翌日の3月24日(日)。この日は宿の近くの小さな博物館を訪れた後、少々遠出して(宿から約9キロ)、この国の誇る大きな植物園を目指すことにしました。
植物園へ向かう道中で見た物や植物園自体は次回以降の記事に譲るとして、まず朝食を取った店を。宿から1ブロック、徒歩3分しか離れていない所にあるアフォガート・カフェ (Affogato Café)。客が20人余りいてほぼ満席です。賑わっています。レジ近くの小さなテーブルしか空いていなかったので、私はそこに座りました。
食べたのはニサ・クレープ (Crepe Niza)。480ペソ(約1,220円)。Niza という語をネットで調べると、それらしい意味を持つものとして、フランスの都市ニースをスペイン語ではこう呼ぶらしいので、多分それを指すのでしょう。ならば、「ニース風クレープ」とでも訳した方がいいのかもしれません。中身は玉子、ハム、玉ねぎ。チーズも載っているので、ラザニアみたいな感じです。
コーヒー (Café Americano) は150ペソ(約340円)。
人気店であることが納得できる、とても味わいのあるクレープとコーヒーでした。
さて、そこからわずか徒歩1分でドミニカ抵抗運動博物館 (Museo Memorial de la Resistencia Dominicana) です。入館料は外国人の大人が300ペソ(約760円)、国内の大人が200ペソ(約510円)ですので、それほど安くはありません。
20世紀の独裁政治に対する闘争史を解説したパネルやビデオが展示されています。銃なども陳列されていました。説明は全てスペイン語で書かれていますが、英語の音声ガイドもあります。
私にとって最も印象的だったのは、1950年代にラファエル・トルヒーヨの独裁に反対したミラバル姉妹 (Hermanas Mirabal) に関する展示。このような感じに、背景の前で人物だけが動く動画がありました。
ご興味のある方は、ウィキペディアの日本語版にもエントリーがありますので、そちらをお読みになっていただければと思います。4人姉妹で、あまり反独裁運動に関わっていなかった次女のベルヒカ (Bélgica) 以外の3人、すなわち長女パトリア (Patria)、三女ミネルバ (Minerva)、四女アントニア (Antonia) は1960年11月25日に殺されています。画像に現れているのは、その殺された3人です。
彼女たちは反独裁運動における、いわば悲劇のヒロインで、このように200ペソ紙幣にも描かれています。
この人形の前を通ったら、突然動いて喋り出したのでびっくりしました。譬えは悪いですが、その瞬間、さながら明るいお化け屋敷のようでした。ウィキペディア(スペイン語版)によると、反独裁運動を行った弁護士であり、ミネルバ・ミラバルの夫であったマノロ・タバレス・フスト (Manolo Tavárez Justo) です。
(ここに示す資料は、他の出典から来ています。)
mod config;
mod highlight;
mod postprocess;
mod rewrite;
mod widgets;

use std::sync::Arc;

use comrak::{Arena, format_html, nodes::AstNode, parse_document};
use once_cell::sync::{Lazy, OnceCell};
use serde::{Deserialize, Serialize};
use syntect::{dumps::from_uncompressed_data, html::ClassStyle, parsing::SyntaxSet};
use thiserror::Error;
use tracing::{debug, warn};

use crate::application::render::types::{RenderError, RenderOutput, RenderRequest, RenderService};
use crate::config::{CommentsSettings, RenderSettings};

use config::{build_sanitizer, default_options};
use postprocess::{ProcessedHtml, post_process};
use rewrite::{COMMENTS_PLACEHOLDER, RewriteContext, RewriteOutcome, rewrite_ast};

pub(crate) const DEFAULT_WORDS_PER_MINUTE: u32 = 225;

/// Third-party comment thread embed (utterances-compatible script).
#[derive(Debug, Clone, PartialEq, Eq, Serialize, Deserialize)]
pub struct CommentsEmbed {
    pub script_url: String,
    pub repo: String,
    pub issue_term: String,
    pub label: Option<String>,
    pub theme: String,
}

impl From<&CommentsSettings> for CommentsEmbed {
    fn from(settings: &CommentsSettings) -> Self {
        Self {
            script_url: settings.script_url.clone(),
            repo: settings.repo.clone(),
            issue_term: settings.issue_term.clone(),
            label: settings.label.clone(),
            theme: settings.theme.clone(),
        }
    }
}

/// Comrak-based rendering pipeline with Syntect highlighting, widget expansion
/// and Ammonia sanitisation.
pub struct ComrakRenderService {
    options: comrak::Options<'static>,
    syntax_set: SyntaxSet,
    class_style: ClassStyle,
    sanitizer: ammonia::Builder<'static>,
    comments: Option<CommentsEmbed>,
    words_per_minute: u32,
}

impl ComrakRenderService {
    /// Construct a renderer from an explicit pipeline configuration.
    pub fn with_config(config: &RenderPipelineConfig) -> Self {
        Self {
            options: default_options(),
            syntax_set: load_syntax_set(),
            class_style: ClassStyle::SpacedPrefixed { prefix: "syntax-" },
            sanitizer: build_sanitizer(),
            comments: config.comments.clone(),
            words_per_minute: config.words_per_minute.max(1),
        }
    }

    /// Render markdown into HTML while skipping the sanitisation stage. This is
    /// intended for diagnostics when refining sanitizer rules.
    pub fn render_unsanitized(&self, request: &RenderRequest) -> Result<String, RenderError> {
        let arena = Arena::new();
        let root = parse_document(&arena, &request.markdown, &self.options);
        let outcome = self.rewrite_stage(root, request)?;
        let html = render_html_stage(root, &self.options)?;
        Ok(self.restore_stage(html, &outcome, &request.slug))
    }

    fn rewrite_stage<'a>(
        &self,
        root: &'a AstNode<'a>,
        request: &RenderRequest,
    ) -> Result<RewriteOutcome, RenderError> {
        let context = RewriteContext {
            syntax_set: &self.syntax_set,
            class_style: &self.class_style,
            options: &self.options,
            slug: &request.slug,
            document_dir: request.document_dir.as_deref(),
            public_path: &request.public_path,
        };
        rewrite_ast(root, &context)
    }

    fn restore_stage(&self, html: String, outcome: &RewriteOutcome, slug: &str) -> String {
        let Some(fragment) = outcome.comments.as_ref() else {
            return html;
        };
        let embed = widgets::comments_html(self.comments.as_ref(), slug, fragment.term.as_deref());
        html.replace(&format!("<div>{COMMENTS_PLACEHOLDER}</div>"), &embed)
    }
}

fn load_syntax_set() -> SyntaxSet {
    let syntax_bytes = include_bytes!(env!("SYNTAX_PACK_FILE"));
    match from_uncompressed_data(syntax_bytes) {
        Ok(set) => set,
        Err(err) => {
            warn!(
                target = "quire::render",
                error = %err,
                "bundled syntax pack is unreadable; falling back to syntect defaults"
            );
            SyntaxSet::load_defaults_newlines()
        }
    }
}

static RENDER_SERVICE: Lazy<Arc<ComrakRenderService>> =
    Lazy::new(|| Arc::new(ComrakRenderService::with_config(&active_render_config())));

/// Access the shared render service instance, initialised on first use.
pub fn render_service() -> Arc<ComrakRenderService> {
    Arc::clone(&RENDER_SERVICE)
}

impl Default for ComrakRenderService {
    fn default() -> Self {
        Self::with_config(&RenderPipelineConfig::default())
    }
}

impl RenderService for ComrakRenderService {
    fn render(&self, request: &RenderRequest) -> Result<RenderOutput, RenderError> {
        let arena = Arena::new();
        let root = parse_document(&arena, &request.markdown, &self.options);

        let outcome = self.rewrite_stage(root, request)?;
        let rendered_html = render_html_stage(root, &self.options)?;
        let sanitized_html = self.sanitizer.clean(&rendered_html).to_string();
        let restored_html = self.restore_stage(sanitized_html, &outcome, &request.slug);

        let ProcessedHtml { html, toc, metrics } =
            post_process(&restored_html, &outcome.headings, self.words_per_minute)?;

        debug!(
            target = "quire::render",
            slug = %request.slug,
            words = metrics.word_count,
            references = outcome.references.len(),
            widgets = outcome.widgets.len(),
            "document rendered"
        );

        Ok(RenderOutput {
            html,
            toc,
            references: outcome.references,
            widgets: outcome.widgets,
            contains_code: outcome.contains_code || metrics.code_blocks_count > 0,
            metrics,
        })
    }
}

#[derive(Debug, Clone, PartialEq, Eq)]
pub struct RenderPipelineConfig {
    pub comments: Option<CommentsEmbed>,
    pub words_per_minute: u32,
}

impl Default for RenderPipelineConfig {
    fn default() -> Self {
        Self {
            comments: None,
            words_per_minute: DEFAULT_WORDS_PER_MINUTE,
        }
    }
}

impl RenderPipelineConfig {
    pub fn from_settings(render: &RenderSettings, comments: Option<&CommentsSettings>) -> Self {
        Self {
            comments: comments.map(CommentsEmbed::from),
            words_per_minute: render.words_per_minute,
        }
    }
}

#[derive(Debug, Error)]
pub enum RenderConfigError {
    #[error("render service already configured")]
    AlreadyConfigured,
}

static RENDER_PIPELINE_CONFIG: OnceCell<RenderPipelineConfig> = OnceCell::new();

/// Install the configuration used by [`render_service`]. Must run before the
/// first call to it.
pub fn configure_render_service(config: RenderPipelineConfig) -> Result<(), RenderConfigError> {
    RENDER_PIPELINE_CONFIG
        .set(config)
        .map_err(|_| RenderConfigError::AlreadyConfigured)
}

fn active_render_config() -> RenderPipelineConfig {
    RENDER_PIPELINE_CONFIG.get().cloned().unwrap_or_default()
}

fn render_html_stage<'a>(
    root: &'a AstNode<'a>,
    options: &comrak::Options<'static>,
) -> Result<String, RenderError> {
    let mut html = String::new();
    format_html(root, options, &mut html).map_err(|err| RenderError::Markdown {
        message: err.to_string(),
    })?;
    Ok(html)
}

pub(crate) fn escape_attribute(value: &str) -> String {
    let mut escaped = String::with_capacity(value.len());
    for ch in value.chars() {
        match ch {
            '&' => escaped.push_str("&amp;"),
            '<' => escaped.push_str("&lt;"),
            '>' => escaped.push_str("&gt;"),
            '"' => escaped.push_str("&quot;"),
            '\'' => escaped.push_str("&#39;"),
            _ => escaped.push(ch),
        }
    }
    escaped
}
彼は1963年、トルヒーヨ暗殺後に続いた三頭政治に対するゲリラ戦の戦闘中に銃殺されています。
人形の上には、やはり反独裁主義の詩人、レネ・デル・リスコ・イ・ベルムデス (René del Risco y Bermúdez) が恐らく彼に捧げたのであろう、「ある英雄の耳への言葉 (Palabras al oído de un Héroe)」という作品からの抜粋が掲げられていました。
中庭に向かって、「記憶・真実・正義 (MEMORIA VERDAD JUSTICIA)」と書かれた看板が屋上に立っています。
それでは、植物園に向かいます。サントドミンゴを走る地下鉄を使ってみたかったので、最寄り駅まで歩いて行きます。
「最寄り」とは言ってもここから2.5キロ。約40分なので、結構遠いのだな、これが。